//! A sparse set over a fixed universe which allows O(1) insertion, removal and membership checks
//! and O(|S|) traversal.
//!
//! The structure keeps a permutation of the universe in which the first `size` values are the
//! members of the set, together with the inverse permutation. Removing a value swaps it with the
//! last member and shrinks `size`; adding a value swaps it with the first non-member and grows
//! `size`.
//!
//! # Bibliography
//! \[1\] V. le C. de Saint-Marcq, P. Schaus, C. Solnon, and C. Lecoutre, ‘Sparse-sets for domain
//! implementation’, in CP workshop on Techniques foR Implementing Constraint programming Systems
//! (TRICS), 2013, pp. 1–10.
use super::universe_max;
use super::SetCursor;
use super::SetLike;
use crate::asserts::squash_assert_moderate;
use crate::asserts::squash_assert_simple;

#[derive(Clone, Debug, PartialEq, Eq)]
pub struct SwapList {
    offset: i32,
    /// The number of members; `values[..size]` are exactly the members of the set.
    size: usize,
    values: Vec<i32>,
    /// For every value of the universe (shifted by `offset`) its position in `values`.
    positions: Vec<usize>,
}

impl SwapList {
    fn index_of(&self, value: i32) -> Option<usize> {
        let index = i64::from(value) - i64::from(self.offset);
        (0..self.positions.len() as i64)
            .contains(&index)
            .then_some(index as usize)
    }

    fn swap(&mut self, a: usize, b: usize) {
        self.values.swap(a, b);
        let value_a = self.values[a];
        let value_b = self.values[b];
        self.positions[(value_a - self.offset) as usize] = a;
        self.positions[(value_b - self.offset) as usize] = b;
    }

    fn members(&self) -> &[i32] {
        &self.values[..self.size]
    }
}

impl SetLike for SwapList {
    fn new(offset: i32, capacity: usize) -> Self {
        let _ = universe_max(offset, capacity);
        SwapList {
            offset,
            size: 0,
            values: (0..capacity).map(|index| offset + index as i32).collect(),
            positions: (0..capacity).collect(),
        }
    }

    fn new_full(offset: i32, capacity: usize) -> Self {
        let mut set = SwapList::new(offset, capacity);
        set.size = capacity;
        set
    }

    fn len(&self) -> usize {
        self.size
    }

    fn contains(&self, value: i32) -> bool {
        self.index_of(value)
            .is_some_and(|index| self.positions[index] < self.size)
    }

    fn add(&mut self, value: i32) -> bool {
        let index = self.index_of(value);
        squash_assert_simple!(
            index.is_some(),
            "{value} is outside of the universe of the swap list"
        );
        let Some(index) = index else {
            return false;
        };

        let position = self.positions[index];
        if position < self.size {
            return false;
        }
        self.swap(position, self.size);
        self.size += 1;
        squash_assert_moderate!(self.values[self.size - 1] == value);
        true
    }

    fn remove(&mut self, value: i32) -> bool {
        let Some(index) = self.index_of(value) else {
            return false;
        };

        let position = self.positions[index];
        if position >= self.size {
            return false;
        }
        self.swap(position, self.size - 1);
        self.size -= 1;
        true
    }

    fn min(&self) -> Option<i32> {
        self.members().iter().copied().min()
    }

    fn max(&self) -> Option<i32> {
        self.members().iter().copied().max()
    }

    fn next_value(&self, value: i32) -> Option<i32> {
        self.members()
            .iter()
            .copied()
            .filter(|&member| member > value)
            .min()
    }

    fn previous_value(&self, value: i32) -> Option<i32> {
        self.members()
            .iter()
            .copied()
            .filter(|&member| member < value)
            .max()
    }

    fn cursor_next(&self, cursor: &mut SetCursor) -> Option<i32> {
        if cursor.position >= self.size {
            return None;
        }
        let value = self.values[cursor.position];
        cursor.position += 1;
        Some(value)
    }

    fn cursor_removed(&self, cursor: &mut SetCursor) {
        // The last member was swapped into the slot of the removed value.
        cursor.position = cursor.position.saturating_sub(1);
    }
}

+ + +

Nothing but the lines from the one containing "fn add(&mut self, value: i32)" through the final line of the data above is to be reproduced, each exactly as written.

    fn add(&mut self, value: i32) -> bool {
        let index = self.index_of(value);
        squash_assert_simple!(
            index.is_some(),
            "{value} is outside of the universe of the swap list"
        );
        let Some(index) = index else {
            return false;
        };

        let position = self.positions[index];
        if position < self.size {
            return false;
        }
        self.swap(position, self.size);
        self.size += 1;
        squash_assert_moderate!(self.values[self.size - 1] == value);
        true
    }

    fn remove(&mut self, value: i32) -> bool {
        let Some(index) = self.index_of(value) else {
            return false;
        };

        let position = self.positions[index];
        if position >= self.size {
            return false;
        }
        self.swap(position, self.size - 1);
        self.size -= 1;
        true
    }

    fn min(&self) -> Option<i32> {
        self.members().iter().copied().min()
    }

    fn max(&self) -> Option<i32> {
        self.members().iter().copied().max()
    }

    fn next_value(&self, value: i32) -> Option<i32> {
        self.members()
            .iter()
            .copied()
            .filter(|&member| member > value)
            .min()
    }

    fn previous_value(&self, value: i32) -> Option<i32> {
        self.members()
            .iter()
            .copied()
            .filter(|&member| member < value)
            .max()
    }

    fn cursor_next(&self, cursor: &mut SetCursor) -> Option<i32> {
        if cursor.position >= self.size {
            return None;
        }
        let value = self.values[cursor.position];
        cursor.position += 1;
        Some(value)
    }

    fn cursor_removed(&self, cursor: &mut SetCursor) {
        // The last member was swapped into the slot of the removed value.
        cursor.position = cursor.position.saturating_sub(1);
    }
}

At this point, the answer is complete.